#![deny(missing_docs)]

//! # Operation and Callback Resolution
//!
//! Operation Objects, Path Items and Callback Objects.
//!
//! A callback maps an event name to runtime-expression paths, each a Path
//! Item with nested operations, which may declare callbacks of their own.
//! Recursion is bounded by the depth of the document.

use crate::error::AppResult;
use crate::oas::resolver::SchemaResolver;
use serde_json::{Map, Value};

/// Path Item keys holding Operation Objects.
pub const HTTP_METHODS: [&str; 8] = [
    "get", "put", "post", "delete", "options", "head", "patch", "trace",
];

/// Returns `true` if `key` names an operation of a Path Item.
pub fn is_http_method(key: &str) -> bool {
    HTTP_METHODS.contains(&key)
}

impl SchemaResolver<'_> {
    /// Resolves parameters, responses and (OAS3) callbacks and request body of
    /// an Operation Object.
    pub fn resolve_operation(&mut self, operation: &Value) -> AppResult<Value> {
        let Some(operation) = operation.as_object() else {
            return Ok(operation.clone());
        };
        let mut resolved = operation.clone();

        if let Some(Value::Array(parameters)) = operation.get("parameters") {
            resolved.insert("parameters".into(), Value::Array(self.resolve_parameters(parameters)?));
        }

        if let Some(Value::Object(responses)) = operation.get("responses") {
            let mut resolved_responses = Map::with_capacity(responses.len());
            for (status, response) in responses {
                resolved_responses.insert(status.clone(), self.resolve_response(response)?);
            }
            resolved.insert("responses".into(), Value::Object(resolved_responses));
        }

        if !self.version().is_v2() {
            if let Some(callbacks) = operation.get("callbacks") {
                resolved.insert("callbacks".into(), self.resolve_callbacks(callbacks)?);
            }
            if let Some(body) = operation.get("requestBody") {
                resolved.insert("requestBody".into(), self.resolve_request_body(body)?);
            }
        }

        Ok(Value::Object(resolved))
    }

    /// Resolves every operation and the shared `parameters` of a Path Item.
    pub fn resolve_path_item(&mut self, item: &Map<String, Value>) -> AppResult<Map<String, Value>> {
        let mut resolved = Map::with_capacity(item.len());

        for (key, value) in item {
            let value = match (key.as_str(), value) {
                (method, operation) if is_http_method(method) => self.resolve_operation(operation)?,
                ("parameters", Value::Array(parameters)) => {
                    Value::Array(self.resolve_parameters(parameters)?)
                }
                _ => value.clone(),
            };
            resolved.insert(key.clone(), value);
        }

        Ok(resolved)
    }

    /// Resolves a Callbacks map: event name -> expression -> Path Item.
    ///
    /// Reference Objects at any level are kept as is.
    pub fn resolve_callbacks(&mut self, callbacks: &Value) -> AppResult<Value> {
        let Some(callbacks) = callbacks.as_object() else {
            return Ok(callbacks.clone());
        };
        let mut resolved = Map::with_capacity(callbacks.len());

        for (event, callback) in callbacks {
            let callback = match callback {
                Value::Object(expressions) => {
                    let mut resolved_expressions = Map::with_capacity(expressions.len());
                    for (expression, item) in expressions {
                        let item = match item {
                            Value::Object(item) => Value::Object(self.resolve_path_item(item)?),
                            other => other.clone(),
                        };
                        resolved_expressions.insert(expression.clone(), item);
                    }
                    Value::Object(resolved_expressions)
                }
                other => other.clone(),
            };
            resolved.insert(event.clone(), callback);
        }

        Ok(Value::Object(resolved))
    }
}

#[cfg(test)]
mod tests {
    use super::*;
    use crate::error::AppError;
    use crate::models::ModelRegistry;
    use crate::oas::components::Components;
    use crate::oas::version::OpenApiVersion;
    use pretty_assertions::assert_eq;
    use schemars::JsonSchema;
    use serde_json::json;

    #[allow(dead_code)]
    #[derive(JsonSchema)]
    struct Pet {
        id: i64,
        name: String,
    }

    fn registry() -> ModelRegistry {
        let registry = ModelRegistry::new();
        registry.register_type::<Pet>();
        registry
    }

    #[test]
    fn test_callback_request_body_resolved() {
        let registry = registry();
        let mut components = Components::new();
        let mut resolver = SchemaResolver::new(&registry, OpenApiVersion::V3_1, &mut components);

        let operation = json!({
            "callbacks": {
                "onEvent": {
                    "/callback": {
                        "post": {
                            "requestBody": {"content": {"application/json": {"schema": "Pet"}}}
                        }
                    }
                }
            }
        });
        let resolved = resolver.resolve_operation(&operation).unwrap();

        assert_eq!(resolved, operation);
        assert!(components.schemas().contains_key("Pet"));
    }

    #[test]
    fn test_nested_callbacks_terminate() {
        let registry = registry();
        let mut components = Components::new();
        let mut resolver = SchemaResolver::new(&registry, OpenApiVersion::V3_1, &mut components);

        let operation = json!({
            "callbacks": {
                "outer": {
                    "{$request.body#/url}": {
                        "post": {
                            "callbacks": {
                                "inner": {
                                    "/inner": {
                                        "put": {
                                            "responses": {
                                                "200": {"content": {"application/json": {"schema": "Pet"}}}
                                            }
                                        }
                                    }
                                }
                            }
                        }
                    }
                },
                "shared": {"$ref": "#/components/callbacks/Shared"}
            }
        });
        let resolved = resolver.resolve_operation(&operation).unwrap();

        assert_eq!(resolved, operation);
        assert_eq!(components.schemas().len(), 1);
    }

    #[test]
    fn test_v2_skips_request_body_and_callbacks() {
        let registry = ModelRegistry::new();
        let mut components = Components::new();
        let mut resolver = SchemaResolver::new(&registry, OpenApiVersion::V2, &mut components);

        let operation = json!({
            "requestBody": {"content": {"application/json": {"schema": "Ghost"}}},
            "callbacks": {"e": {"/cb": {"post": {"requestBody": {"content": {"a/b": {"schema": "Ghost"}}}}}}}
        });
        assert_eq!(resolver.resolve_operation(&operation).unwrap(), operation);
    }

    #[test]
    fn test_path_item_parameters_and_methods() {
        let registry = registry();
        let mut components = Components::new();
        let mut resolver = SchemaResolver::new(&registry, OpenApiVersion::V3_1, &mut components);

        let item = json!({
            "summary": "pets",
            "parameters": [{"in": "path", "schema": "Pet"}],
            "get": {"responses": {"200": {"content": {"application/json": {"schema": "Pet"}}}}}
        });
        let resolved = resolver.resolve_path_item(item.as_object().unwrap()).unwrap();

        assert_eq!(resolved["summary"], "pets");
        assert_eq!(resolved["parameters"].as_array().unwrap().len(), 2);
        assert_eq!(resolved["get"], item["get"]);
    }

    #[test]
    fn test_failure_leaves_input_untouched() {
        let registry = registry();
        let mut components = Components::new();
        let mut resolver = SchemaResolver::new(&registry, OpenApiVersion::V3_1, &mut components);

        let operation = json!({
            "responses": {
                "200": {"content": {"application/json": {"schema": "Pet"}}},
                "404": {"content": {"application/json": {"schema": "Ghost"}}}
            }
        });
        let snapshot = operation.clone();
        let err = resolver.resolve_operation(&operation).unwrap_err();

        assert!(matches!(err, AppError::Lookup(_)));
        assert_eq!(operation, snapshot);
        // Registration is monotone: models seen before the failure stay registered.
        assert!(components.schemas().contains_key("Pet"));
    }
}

◆ ◆ ◆ ◆ ◆ ◆ ◆

** EXERCISE **
Reproduce the material above. Do not change a word.

** ANSWER BELOW **
#![deny(missing_docs)]

//! # Operation and Callback Resolution
//!
//! Operation Objects, Path Items and Callback Objects.
//!
//! A callback maps an event name to runtime-expression paths, each a Path
//! Item with nested operations, which may declare callbacks of their own.
//! Recursion is bounded by the depth of the document.

use crate::error::AppResult;
use crate::oas::resolver::SchemaResolver;
use serde_json::{Map, Value};

/// Path Item keys holding Operation Objects.
pub const HTTP_METHODS: [&str; 8] = [
    "get", "put", "post", "delete", "options", "head", "patch", "trace",
];

/// Returns `true` if `key` names an operation of a Path Item.
pub fn is_http_method(key: &str) -> bool {
    HTTP_METHODS.contains(&key)
}

impl SchemaResolver<'_> {
    /// Resolves parameters, responses and (OAS3) callbacks and request body of
    /// an Operation Object.
    pub fn resolve_operation(&mut self, operation: &Value) -> AppResult<Value> {
        let Some(operation) = operation.as_object() else {
            return Ok(operation.clone());
        };
        let mut resolved = operation.clone();

        if let Some(Value::Array(parameters)) = operation.get("parameters") {
            resolved.insert("parameters".into(), Value::Array(self.resolve_parameters(parameters)?));
        }

        if let Some(Value::Object(responses)) = operation.get("responses") {
            let mut resolved_responses = Map::with_capacity(responses.len());
            for (status, response) in responses {
                resolved_responses.insert(status.clone(), self.resolve_response(response)?);
            }
            resolved.insert("responses".into(), Value::Object(resolved_responses));
        }

        if !self.version().is_v2() {
            if let Some(callbacks) = operation.get("callbacks") {
                resolved.insert("callbacks".into(), self.resolve_callbacks(callbacks)?);
            }
            if let Some(body) = operation.get("requestBody") {
                resolved.insert("requestBody".into(), self.resolve_request_body(body)?);
            }
        }

        Ok(Value::Object(resolved))
    }

    /// Resolves every operation and the shared `parameters` of a Path Item.
    pub fn resolve_path_item(&mut self, item: &Map<String, Value>) -> AppResult<Map<String, Value>> {
        let mut resolved = Map::with_capacity(item.len());

        for (key, value) in item {
            let value = match (key.as_str(), value) {
                (method, operation) if is_http_method(method) => self.resolve_operation(operation)?,
                ("parameters", Value::Array(parameters)) => {
                    Value::Array(self.resolve_parameters(parameters)?)
                }
                _ => value.clone(),
            };
            resolved.insert(key.clone(), value);
        }

        Ok(resolved)
    }

    /// Resolves a Callbacks map: event name -> expression -> Path Item.
    ///
    /// Reference Objects at any level are kept as is.
    pub fn resolve_callbacks(&mut self, callbacks: &Value) -> AppResult<Value> {
        let Some(callbacks) = callbacks.as_object() else {
            return Ok(callbacks.clone());
        };
        let mut resolved = Map::with_capacity(callbacks.len());

        for (event, callback) in callbacks {
            let callback = match callback {
                Value::Object(expressions) => {
                    let mut resolved_expressions = Map::with_capacity(expressions.len());
                    for (expression, item) in expressions {
                        let item = match item {
                            Value::Object(item) => Value::Object(self.resolve_path_item(item)?),
                            other => other.clone(),
                        };
                        resolved_expressions.insert(expression.clone(), item);
                    }
                    Value::Object(resolved_expressions)
                }
                other => other.clone(),
            };
            resolved.insert(event.clone(), callback);
        }

        Ok(Value::Object(resolved))
    }
}

#[cfg(test)]
mod tests {
    use super::*;
    use crate::error::AppError;
    use crate::models::ModelRegistry;
    use crate::oas::components::Components;
    use crate::oas::version::OpenApiVersion;
    use pretty_assertions::assert_eq;
    use schemars::JsonSchema;
    use serde_json::json;

    #[allow(dead_code)]
    #[derive(JsonSchema)]
    struct Pet {
        id: i64,
        name: String,
    }

    fn registry() -> ModelRegistry {
        let registry = ModelRegistry::new();
        registry.register_type::<Pet>();
        registry
    }

    #[test]
    fn test_callback_request_body_resolved() {
        let registry = registry();
        let mut components = Components::new();
        let mut resolver = SchemaResolver::new(&registry, OpenApiVersion::V3_1, &mut components);

        let operation = json!({
            "callbacks": {
                "onEvent": {
                    "/callback": {
                        "post": {
                            "requestBody": {"content": {"application/json": {"schema": "Pet"}}}
                        }
                    }
                }
            }
        });
        let resolved = resolver.resolve_operation(&operation).unwrap();

        assert_eq!(resolved, operation);
        assert!(components.schemas().contains_key("Pet"));
    }

    #[test]
    fn test_nested_callbacks_terminate() {
        let registry = registry();
        let mut components = Components::new();
        let mut resolver = SchemaResolver::new(&registry, OpenApiVersion::V3_1, &mut components);

        let operation = json!({
            "callbacks": {
                "outer": {
                    "{$request.body#/url}": {
                        "post": {
                            "callbacks": {
                                "inner": {
                                    "/inner": {
                                        "put": {
                                            "responses": {
                                                "200": {"content": {"application/json": {"schema": "Pet"}}}
                                            }
                                        }
                                    }
                                }
                            }
                        }
                    }
                },
                "shared": {"$ref": "#/components/callbacks/Shared"}
            }
        });
        let resolved = resolver.resolve_operation(&operation).unwrap();

        assert_eq!(resolved, operation);
        assert_eq!(components.schemas().len(), 1);
    }

    #[test]
    fn test_v2_skips_request_body_and_callbacks() {
        let registry = ModelRegistry::new();
        let mut components = Components::new();
        let mut resolver = SchemaResolver::new(&registry, OpenApiVersion::V2, &mut components);

        let operation = json!({
            "requestBody": {"content": {"application/json": {"schema": "Ghost"}}},
            "callbacks": {"e": {"/cb": {"post": {"requestBody": {"content": {"a/b": {"schema": "Ghost"}}}}}}}
        });
        assert_eq!(resolver.resolve_operation(&operation).unwrap(), operation);
    }

    #[test]
    fn test_path_item_parameters_and_methods() {
        let registry = registry();
        let mut components = Components::new();
        let mut resolver = SchemaResolver::new(&registry, OpenApiVersion::V3_1, &mut components);

        let item = json!({
            "summary": "pets",
            "parameters": [{"in": "path", "schema": "Pet"}],
            "get": {"responses": {"200": {"content": {"application/json": {"schema": "Pet"}}}}}
        });
        let resolved = resolver.resolve_path_item(item.as_object().unwrap()).unwrap();

        assert_eq!(resolved["summary"], "pets");
        assert_eq!(resolved["parameters"].as_array().unwrap().len(), 2);
        assert_eq!(resolved["get"], item["get"]);
    }

    #[test]
    fn test_failure_leaves_input_untouched() {
        let registry = registry();
        let mut components = Components::new();
        let mut resolver = SchemaResolver::new(&registry, OpenApiVersion::V3_1, &mut components);

        let operation = json!({
            "responses": {
                "200": {"content": {"application/json": {"schema": "Pet"}}},
                "404": {"content": {"application/json": {"schema": "Ghost"}}}
            }
        });
        let snapshot = operation.clone();
        let err = resolver.resolve_operation(&operation).unwrap_err();

        assert!(matches!(err, AppError::Lookup(_)));
        assert_eq!(operation, snapshot);
        // Registration is monotone: models seen before the failure stay registered.
        assert!(components.schemas().contains_key("Pet"));
    }
}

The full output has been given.